Wholesale giant Metro AG has posted a like-for-like sales decline of 3.9% in its full-year 2019/20, a period it described as 'robust'.
The group said that following a challenging third quarter, which was impacted by COVID-19, the group saw an acceleration in Q4, with a performance almost on a par with the corresponding period the previous year.
Reported sales for the full year were 5.4% lower, at €25.6 billion (2019: €27.1 billion), while adjusted EBITDA was €1.16 billion, compared to €1.39 billion the previous year.
Metro said that it posted a 'stable operating performance' in Russia, Eastern Europe and Germany, while government restrictions had a 'negative impact' in Western Europe and Asia, which was partially offset by an efficiency programme at the group's headquarters and an improved operating performance in logistics.
In terms of the group's core markets, the group noted that its Russia business is now 'back on track', having posted a 3.8% increase in like-for-like sales in the full year.
Its home market of Germany saw a 0.8% decline in like-for-like sales, while its Western Europe business (excluding Germany) was down 10.6%. Eastern Europe (excluding Russia) was up 2.2%, with Asia down 7.0%.
'From the second half of Q3, thanks to the continuous easing of government restrictions and the roll-out of numerous operational initiatives, business development improved continuously,' the group said in a statement.
'In Q4 2019/20, another significant trend improvement was achieved in all regions and business development was almost at the level of the previous year. In FY 2019/20, Metro was even able to gain significant market shares in its core business, amongst others in Germany, France and Italy, and is showing a distinct positive development in Russia and Eastern Europe. As such, Metro has emerged very satisfactorily from the first phase of the COVID-19 pandemic.'
Looking ahead to the coming year, while Metro said that it was anticipating a return to 'sustainable sales and earnings growth' after the COVID-19 crisis, it is expecting full-year 2021/21 sales to be slightly below that of the current year, while adjusted EBITDA is expected to decline by a mid-double-digit million euro amount.

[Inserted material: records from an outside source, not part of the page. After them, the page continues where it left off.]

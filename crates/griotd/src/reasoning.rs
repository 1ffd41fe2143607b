//! Rule-based reasoning over the knowledge base.
//!
//! Expands a query into related variants, matches significant tokens
//! against each record collection, and assigns fixed per-type confidences.
//! Results are memoized per raw query in a bounded LRU cache.

use crate::config::ReasoningConfig;
use griot_common::knowledge::{CulturalItem, ItemKind, KnowledgeBase};
use lru::LruCache;
use std::num::NonZeroUsize;
use std::sync::{Arc, Mutex};
use tracing::debug;

/// Tokens too generic to drive matching
const STOP_WORDS: &[&str] = &[
    "the", "and", "for", "with", "what", "who", "where", "when", "why", "how", "tell", "about",
    "are", "was", "were", "that", "this", "does", "did",
];

/// Keyword groups that trigger query expansion
const EXPANSIONS: &[(&[&str], &str)] = &[
    (&["festival", "celebration", "event"], "festival celebration"),
    (&["art", "craft", "tradition"], "art form tradition"),
    (&["language", "speak", "tongue"], "language culture"),
];

/// One inferred match: the record plus its fixed per-type confidence
#[derive(Debug, Clone, PartialEq)]
pub struct ReasoningResult {
    pub item: CulturalItem,
    pub confidence: f64,
}

/// Reasoning engine with a bounded per-query cache
///
/// Cache writes are not idempotent-safe under races, so multi-threaded
/// callers go through the internal mutex.
pub struct ReasoningEngine {
    kb: Arc<KnowledgeBase>,
    proverb_confidence: f64,
    item_confidence: f64,
    cache: Mutex<LruCache<String, Vec<ReasoningResult>>>,
}

impl ReasoningEngine {
    pub fn new(kb: Arc<KnowledgeBase>, cfg: &ReasoningConfig) -> Self {
        let capacity = NonZeroUsize::new(cfg.cache_capacity).unwrap_or(NonZeroUsize::MIN);
        Self {
            kb,
            proverb_confidence: cfg.proverb_confidence,
            item_confidence: cfg.item_confidence,
            cache: Mutex::new(LruCache::new(capacity)),
        }
    }

    /// Run expansion and matching for a query. Never fails: an unmatched
    /// query yields an empty list.
    pub fn query(&self, text: &str) -> Vec<ReasoningResult> {
        if let Ok(mut cache) = self.cache.lock() {
            if let Some(hit) = cache.get(text) {
                debug!("Reasoning cache hit: {}", text);
                return hit.clone();
            }
        }

        let variants = expand_query(text);
        let mut results = Vec::new();
        for variant in &variants {
            let tokens = significant_tokens(variant);
            if tokens.is_empty() {
                continue;
            }
            for (kind, items) in self.kb.groups() {
                for item in items {
                    let blob = item.search_blob();
                    if tokens.iter().any(|t| blob.contains(t.as_str())) {
                        results.push(ReasoningResult {
                            item: item.clone(),
                            confidence: self.confidence_for(*kind),
                        });
                    }
                }
            }
        }

        if let Ok(mut cache) = self.cache.lock() {
            cache.put(text.to_string(), results.clone());
        }
        results
    }

    /// Records sharing a culture with `item`, with a fixed link strength
    pub fn related_items(&self, item: &CulturalItem) -> Vec<(CulturalItem, f64)> {
        self.kb
            .iter()
            .filter(|other| {
                other.culture().eq_ignore_ascii_case(item.culture())
                    && other.dedup_key() != item.dedup_key()
            })
            .map(|other| (other.clone(), 0.8))
            .collect()
    }

    /// One-line human-readable reading of an inference
    pub fn explain(&self, result: &ReasoningResult) -> String {
        let item = &result.item;
        match item.kind() {
            ItemKind::Festival => format!(
                "{} is a festival celebrated by the {} people.",
                item.name(),
                item.culture()
            ),
            ItemKind::ArtForm => format!(
                "{} is an art form practised by the {} people.",
                item.name(),
                item.culture()
            ),
            ItemKind::Tradition => format!(
                "{} is a tradition of the {} people.",
                item.name(),
                item.culture()
            ),
            ItemKind::Language => format!(
                "{} is a language of the {} people.",
                item.name(),
                item.culture()
            ),
            ItemKind::Proverb => format!("A {} proverb: {}", item.culture(), item.summary()),
        }
    }

    fn confidence_for(&self, kind: ItemKind) -> f64 {
        match kind {
            ItemKind::Proverb => self.proverb_confidence,
            _ => self.item_confidence,
        }
    }
}

/// The original query plus a rewritten variant per matched keyword group
fn expand_query(text: &str) -> Vec<String> {
    let lower = text.to_lowercase();
    let mut variants = vec![text.to_string()];
    for (keywords, suffix) in EXPANSIONS {
        if keywords.iter().any(|kw| lower.contains(kw)) {
            variants.push(format!("{} {}", text, suffix));
        }
    }
    variants
}

/// Lower-cased tokens longer than two chars that are not stop words
fn significant_tokens(text: &str) -> Vec<String> {
    text.to_lowercase()
        .split_whitespace()
        .map(|t| t.trim_matches(|c: char| !c.is_alphanumeric()).to_string())
        .filter(|t| t.len() > 2 && !STOP_WORDS.contains(&t.as_str()))
        .collect()
}

#[cfg(test)]
mod tests {
    use super::*;
    use griot_common::dataset;

    fn engine() -> ReasoningEngine {
        let kb = Arc::new(KnowledgeBase::from_items(dataset::builtin()));
        ReasoningEngine::new(kb, &ReasoningConfig::default())
    }

    #[test]
    fn same_query_twice_is_identical() {
        let engine = engine();
        let first = engine.query("What is Sango Festival?");
        let second = engine.query("What is Sango Festival?");
        assert!(!first.is_empty());
        assert_eq!(first, second);
    }

    #[test]
    fn empty_knowledge_base_yields_nothing() {
        let kb = Arc::new(KnowledgeBase::from_items(vec![]));
        let engine = ReasoningEngine::new(kb, &ReasoningConfig::default());
        assert!(engine.query("festivals of the Yoruba people").is_empty());
    }

    #[test]
    fn stop_word_only_query_yields_nothing() {
        let engine = engine();
        assert!(engine.query("what is the").is_empty());
    }

    #[test]
    fn proverbs_carry_lower_confidence() {
        let engine = engine();
        let results = engine.query("ubuntu proverb");
        let proverb = results
            .iter()
            .find(|r| r.item.kind() == ItemKind::Proverb)
            .expect("expected a proverb match");
        assert_eq!(proverb.confidence, 0.85);

        let festival = engine
            .query("sango")
            .into_iter()
            .find(|r| r.item.kind() == ItemKind::Festival)
            .expect("expected a festival match");
        assert_eq!(festival.confidence, 0.9);
    }

    #[test]
    fn expansion_adds_variants_for_keyword_groups() {
        let variants = expand_query("a festival with traditional art");
        // Base query + festival group + art/tradition group
        assert_eq!(variants.len(), 3);
        assert_eq!(variants[0], "a festival with traditional art");

        assert_eq!(expand_query("plain question").len(), 1);
    }

    #[test]
    fn significant_tokens_filter() {
        let tokens = significant_tokens("What is the Sango Festival?");
        assert_eq!(tokens, vec!["sango", "festival"]);
    }

    #[test]
    fn cache_is_bounded() {
        let kb = Arc::new(KnowledgeBase::from_items(dataset::builtin()));
        let cfg = ReasoningConfig {
            cache_capacity: 2,
            ..ReasoningConfig::default()
        };
        let engine = ReasoningEngine::new(kb, &cfg);
        engine.query("one");
        engine.query("two");
        engine.query("three");
        assert_eq!(engine.cache.lock().unwrap().len(), 2);
    }

    #[test]
    fn explain_names_item_and_culture() {
        let engine = engine();
        let result = engine
            .query("sango")
            .into_iter()
            .find(|r| r.item.kind() == ItemKind::Festival)
            .unwrap();
        let line = engine.explain(&result);
        assert_eq!(
            line,
            "Sango Festival is a festival celebrated by the Yoruba people."
        );
    }

    #[test]
    fn related_items_share_culture() {
        let engine = engine();
        let sango = dataset::builtin()
            .into_iter()
            .find(|i| i.name() == "Sango Festival")
            .unwrap();
        let related = engine.related_items(&sango);
        assert!(!related.is_empty());
        for (item, strength) in &related {
            assert!(item.culture().eq_ignore_ascii_case("Yoruba"));
            assert!(item.dedup_key() != sango.dedup_key());
            assert_eq!(*strength, 0.8);
        }
    }
}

This is partly due to the re-imposition of government restrictions, which are partially expected until mid Q2 of the full-year period, with a corresponding effect on sales.
The group said that it has seen a decline in performance in October and November, due to the second wave of COVID-19, with like-for-like sales down 12% across all customer groups for the two moths, and down by 34% in HoReCa.